The biggest boats I’ve ever seen, I just left Los Angeles, thousands of cars, millions of cars coming in [from Japan.] We get nothing. We get cars. They get . . . We want to send rice, we want to send corn. . . . The imbalance of these things. They send a car. We send corn.

(In fairness to Trump, he did nothing more here than express in stark form the standard mercantilist belief held by 99 percent of politicians, pundits, and the general public.  It’s the belief that the true object of trade is to get from foreigners as much money as possible while spending as little money as possible buying foreign-made products; it’s the belief that the getting of goods such as cars and textiles and industrial chemicals from foreigners is the unfortunate cost that domestic citizens must bear in order to enjoy the splendid and enriching privilege of shipping ever more goods and services abroad in return for precious metals, Federal Reserve Notes, euros, yuan, and other media of exchange.  It’s a belief that everyone with even a tiny inkling of how to think correctly about the economy rejects in toto and without qualification.)

Speaking of Trump’s speech at FreedomFest, Reason’s Matt Welsh is among the many people who were horrified by it [4].  A slice:

This is the single dumbest speech I have witnessed in 17 years of covering American politics. Not just the lies, the policy positions (such that they existed), or even the dizzying heights self-regard, but the level of basic human intelligence and decency. For a guy who complains that the media only quotes “half-sentences [5],” Trump’s real adversary is the full-length transcript [6]. These aren’t speeches, they’re seizures.

And here’s Jeff Tucker on Trump’s FreedomFest fiasco [7].  A slice:

I just heard Trump speak live. The speech lasted an hour, and my jaw was on the floor most of the time. I’ve never before witnessed such a brazen display of nativistic jingoism, along with a complete disregard for economic reality. It was an awesome experience, a perfect repudiation of all good sense and intellectual sobriety.

Yes, he is against the establishment, against existing conventions.
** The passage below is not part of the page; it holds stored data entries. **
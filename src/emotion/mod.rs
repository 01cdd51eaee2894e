//! Emotion labels and the rule-based classifier.
//!
//! A message is labelled with one of four coarse [`Emotion`]s and a
//! [`Severity`] tier nested under it. Only these combinations exist:
//!
//! | Emotion | Severities |
//! |---------|------------|
//! | depression | critical, high |
//! | stress | moderate, low |
//! | positive | good |
//! | neutral | normal |
//!
//! The labels are heuristics for routing recommendations, not a diagnosis.
//!
//! ## Module Structure
//!
//! - [`keywords`] - Keyword categories and substring counting
//! - [`classifier`] - The decision cascade

pub mod classifier;
pub mod keywords;

pub use classifier::EmotionClassifier;
pub use keywords::{KeywordCounts, KeywordSet, KeywordSets};

use serde::Serialize;
use std::fmt;

use crate::sentiment::SentimentScore;

#[derive(Debug, Clone, Copy, PartialEq, Eq, Hash, PartialOrd, Ord, Serialize)]
#[serde(rename_all = "lowercase")]
pub enum Emotion {
    Depression,
    Stress,
    Positive,
    Neutral,
}

impl Emotion {
    pub const ALL: [Emotion; 4] = [
        Emotion::Depression,
        Emotion::Stress,
        Emotion::Positive,
        Emotion::Neutral,
    ];

    pub fn as_str(&self) -> &'static str {
        match self {
            Emotion::Depression => "depression",
            Emotion::Stress => "stress",
            Emotion::Positive => "positive",
            Emotion::Neutral => "neutral",
        }
    }

    /// Severities that may accompany this emotion.
    pub fn severities(&self) -> &'static [Severity] {
        match self {
            Emotion::Depression => &[Severity::Critical, Severity::High],
            Emotion::Stress => &[Severity::Moderate, Severity::Low],
            Emotion::Positive => &[Severity::Good],
            Emotion::Neutral => &[Severity::Normal],
        }
    }

    pub fn icon(&self) -> &'static str {
        match self {
            Emotion::Depression => "😢",
            Emotion::Stress => "😰",
            Emotion::Positive => "😊",
            Emotion::Neutral => "😐",
        }
    }
}

impl fmt::Display for Emotion {
    fn fmt(&self, f: &mut fmt::Formatter<'_>) -> fmt::Result {
        f.write_str(self.as_str())
    }
}

#[derive(Debug, Clone, Copy, PartialEq, Eq, Hash, PartialOrd, Ord, Serialize)]
#[serde(rename_all = "lowercase")]
pub enum Severity {
    Critical,
    High,
    Moderate,
    Low,
    Good,
    Normal,
}

impl Severity {
    pub const ALL: [Severity; 6] = [
        Severity::Critical,
        Severity::High,
        Severity::Moderate,
        Severity::Low,
        Severity::Good,
        Severity::Normal,
    ];

    pub fn as_str(&self) -> &'static str {
        match self {
            Severity::Critical => "critical",
            Severity::High => "high",
            Severity::Moderate => "moderate",
            Severity::Low => "low",
            Severity::Good => "good",
            Severity::Normal => "normal",
        }
    }
}

impl fmt::Display for Severity {
    fn fmt(&self, f: &mut fmt::Formatter<'_>) -> fmt::Result {
        f.write_str(self.as_str())
    }
}

/// Outcome of classifying one message.
///
/// Fields are private so that only the classifier can pair an emotion with a
/// severity; use the accessors to read them.
#[derive(Debug, Clone, Copy, PartialEq, Serialize)]
pub struct ClassificationResult {
    emotion: Emotion,
    severity: Severity,
    polarity: f64,
    subjectivity: f64,
}

impl ClassificationResult {
    pub(crate) fn new(emotion: Emotion, severity: Severity, score: SentimentScore) -> Self {
        debug_assert!(
            emotion.severities().contains(&severity),
            "{emotion}/{severity} is not a valid label"
        );
        ClassificationResult {
            emotion,
            severity,
            polarity: score.polarity,
            subjectivity: score.subjectivity,
        }
    }

    pub fn emotion(&self) -> Emotion {
        self.emotion
    }

    pub fn severity(&self) -> Severity {
        self.severity
    }

    pub fn polarity(&self) -> f64 {
        self.polarity
    }

    pub fn subjectivity(&self) -> f64 {
        self.subjectivity
    }

    /// Whether crisis resources should be surfaced alongside this result.
    pub fn needs_crisis_support(&self) -> bool {
        self.emotion == Emotion::Depression
            && matches!(self.severity, Severity::Critical | Severity::High)
    }
}

impl fmt::Display for ClassificationResult {
    fn fmt(&self, f: &mut fmt::Formatter<'_>) -> fmt::Result {
        write!(
            f,
            "{} {} - {} (polarity {:.2}, subjectivity {:.2})",
            self.emotion.icon(),
            self.emotion.as_str().to_uppercase(),
            self.severity.as_str().to_uppercase(),
            self.polarity,
            self.subjectivity
        )
    }
}
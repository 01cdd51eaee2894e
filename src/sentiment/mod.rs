//! Polarity / subjectivity scoring.
//!
//! The classifier treats sentiment as an opaque function
//! `score(text) -> (polarity, subjectivity)`. [`SentimentScorer`] is that
//! seam; [`LexiconScorer`] is the built-in implementation.
//!
//! ## Lexicon scoring
//!
//! Each token found in the lexicon yields one assessment:
//!
//! - a directly preceding intensifier ("very", "extremely", "slightly", ...)
//!   multiplies both polarity and subjectivity by its factor
//! - a negation before that ("not", "never", "don't", ...) multiplies the
//!   polarity by `-0.5`
//!
//! The final score is the mean over all assessments, clamped to
//! `[-1, 1]` × `[0, 1]`. Text without lexicon hits scores `(0.0, 0.0)`.
//!
//! ```
//! use psywell::sentiment::{LexiconScorer, SentimentScorer};
//!
//! let scorer = LexiconScorer::new();
//! let score = scorer.score("What a wonderful day").unwrap();
//! assert!(score.polarity > 0.0);
//! ```

pub mod lexicon;

use crate::error::Result;
use regex::Regex;
use serde::Serialize;
use std::collections::HashMap;

use lexicon::{INTENSIFIERS, NEGATIONS, NEGATION_FACTOR, SENTIMENT_WORDS};

/// Polarity in `[-1, 1]`, subjectivity in `[0, 1]`.
#[derive(Debug, Clone, Copy, PartialEq, Default, Serialize)]
pub struct SentimentScore {
    pub polarity: f64,
    pub subjectivity: f64,
}

impl SentimentScore {
    /// Neutral score used for empty text and as a substitute on scorer failure.
    pub const NEUTRAL: SentimentScore = SentimentScore {
        polarity: 0.0,
        subjectivity: 0.0,
    };

    /// Build a score, clamping both components into range.
    pub fn new(polarity: f64, subjectivity: f64) -> Self {
        SentimentScore {
            polarity: clamp_or_zero(polarity, -1.0, 1.0),
            subjectivity: clamp_or_zero(subjectivity, 0.0, 1.0),
        }
    }
}

fn clamp_or_zero(value: f64, min: f64, max: f64) -> f64 {
    if value.is_nan() {
        0.0
    } else {
        value.clamp(min, max)
    }
}

/// Anything that can turn text into a [`SentimentScore`].
///
/// Implementations must be deterministic for identical input and must return
/// [`SentimentScore::NEUTRAL`] for empty or whitespace-only text.
pub trait SentimentScorer {
    fn score(&self, text: &str) -> Result<SentimentScore>;
}

impl<S: SentimentScorer + ?Sized> SentimentScorer for &S {
    fn score(&self, text: &str) -> Result<SentimentScore> {
        (**self).score(text)
    }
}

impl<S: SentimentScorer + ?Sized> SentimentScorer for Box<S> {
    fn score(&self, text: &str) -> Result<SentimentScore> {
        (**self).score(text)
    }
}

/// Lexicon-based scorer with intensifier and negation handling.
pub struct LexiconScorer {
    word_regex: Regex,
    words: HashMap<&'static str, (f64, f64)>,
    intensifiers: HashMap<&'static str, f64>,
}

impl LexiconScorer {
    pub fn new() -> Self {
        LexiconScorer {
            word_regex: Regex::new(r"[a-z]+(?:'[a-z]+)?").expect("token pattern is valid"),
            words: SENTIMENT_WORDS
                .iter()
                .map(|&(word, polarity, subjectivity)| (word, (polarity, subjectivity)))
                .collect(),
            intensifiers: INTENSIFIERS.iter().copied().collect(),
        }
    }

    fn tokenize<'a>(&self, lowered: &'a str) -> Vec<&'a str> {
        self.word_regex
            .find_iter(lowered)
            .map(|m| m.as_str())
            .collect()
    }

    /// Score a single lexicon hit at `idx`, applying the modifiers before it.
    fn assess(&self, tokens: &[&str], idx: usize, polarity: f64, subjectivity: f64) -> (f64, f64) {
        let mut polarity = polarity;
        let mut subjectivity = subjectivity;
        let mut cursor = idx;

        if cursor > 0 {
            if let Some(&factor) = self.intensifiers.get(tokens[cursor - 1]) {
                polarity *= factor;
                subjectivity *= factor;
                cursor -= 1;
            }
        }

        if cursor > 0 && NEGATIONS.iter().any(|n| *n == tokens[cursor - 1]) {
            polarity *= NEGATION_FACTOR;
        }

        (polarity.clamp(-1.0, 1.0), subjectivity.clamp(0.0, 1.0))
    }
}

impl Default for LexiconScorer {
    fn default() -> Self {
        Self::new()
    }
}

impl SentimentScorer for LexiconScorer {
    fn score(&self, text: &str) -> Result<SentimentScore> {
        let lowered = text.to_lowercase().replace('\u{2019}', "'");
        let tokens = self.tokenize(&lowered);

        let assessments: Vec<(f64, f64)> = tokens
            .iter()
            .enumerate()
            .filter_map(|(idx, token)| {
                self.words
                    .get(*token)
                    .map(|&(polarity, subjectivity)| self.assess(&tokens, idx, polarity, subjectivity))
            })
            .collect();

        if assessments.is_empty() {
            return Ok(SentimentScore::NEUTRAL);
        }

        let n = assessments.len() as f64;
        let polarity = assessments.iter().map(|a| a.0).sum::<f64>() / n;
        let subjectivity = assessments.iter().map(|a| a.1).sum::<f64>() / n;

        Ok(SentimentScore::new(polarity, subjectivity))
    }
}
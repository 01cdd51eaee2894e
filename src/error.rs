//! Error types shared across the crate.

use thiserror::Error;

/// Errors surfaced by the extractor, configuration loading and exports.
///
/// Classification itself never fails; see
/// [`EmotionClassifier::classify`](crate::emotion::EmotionClassifier::classify).
#[derive(Debug, Error)]
pub enum WellnessError {
    /// The input is neither a table nor line-delimited text.
    #[error("unsupported format: {source_name} (expected CSV, Excel or TXT)")]
    UnsupportedFormat { source_name: String },

    #[error("I/O error: {0}")]
    Io(#[from] std::io::Error),

    #[error("CSV error: {0}")]
    Csv(#[from] csv::Error),

    #[error("workbook error: {0}")]
    Workbook(#[from] calamine::Error),

    #[error("workbook write error: {0}")]
    WorkbookWrite(#[from] rust_xlsxwriter::XlsxError),

    #[error("invalid configuration: {0}")]
    Config(#[from] toml::de::Error),

    #[error("JSON error: {0}")]
    Json(#[from] serde_json::Error),

    /// The sentiment scorer could not score the text.
    #[error("sentiment scoring failed: {0}")]
    Scoring(String),
}

impl WellnessError {
    pub fn unsupported(source_name: impl Into<String>) -> Self {
        WellnessError::UnsupportedFormat {
            source_name: source_name.into(),
        }
    }
}

pub type Result<T> = std::result::Result<T, WellnessError>;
It also serves as an important reminder: as bad as the status quo is, it could be worse. Trump is dedicated to taking us there.

Tim Sandefur instructs us in the the pre-Uber history – specifically, from the mid-19th century – of the struggle of transportation entrepreneurs against transportation monopolists [8].

James Pethokoukis explains that the iPhone replaces $3,000 of tech stuff from the 1990s [9].

Reihan Salam explains what Hillary Clinton gets wrong about infrastructure [10].  (HT Tyler Cowen)  A slice:

The chief problem with our airports is not (pace Larry Summers) that they’re not as sleek and modern as the vast white elephants you’ll find in East Asia. Rather, it is that they are congested, and the reason they are congested is that the federal government doesn’t provide for market-rate pricing for take-off and landing slots. This straightforward reform would greatly increase the productivity, not to mention the pleasantness, of our aviation system. Yet it doesn’t involve spending billions of dollars and cutting ribbons, so politicians are by and large not interested.

My colleague Larry White was recently interviewed about Bitcoin [11].

Shikha Dalmia argues – sensibly, in my view – that Obama’s nuclear deal with Iran is, while hardly perfect, the best option available [12].  A slice:

But, here’s what the hawks need to grok: America might be the lone superpower right now, but it does not have God-like powers to command the world to its will. Hence, if preventing — or slowing — Iran’s acquisition of a nuclear weapon is a worthy goal, then a less-than-perfect deal is better than no deal — because the alternatives are worse.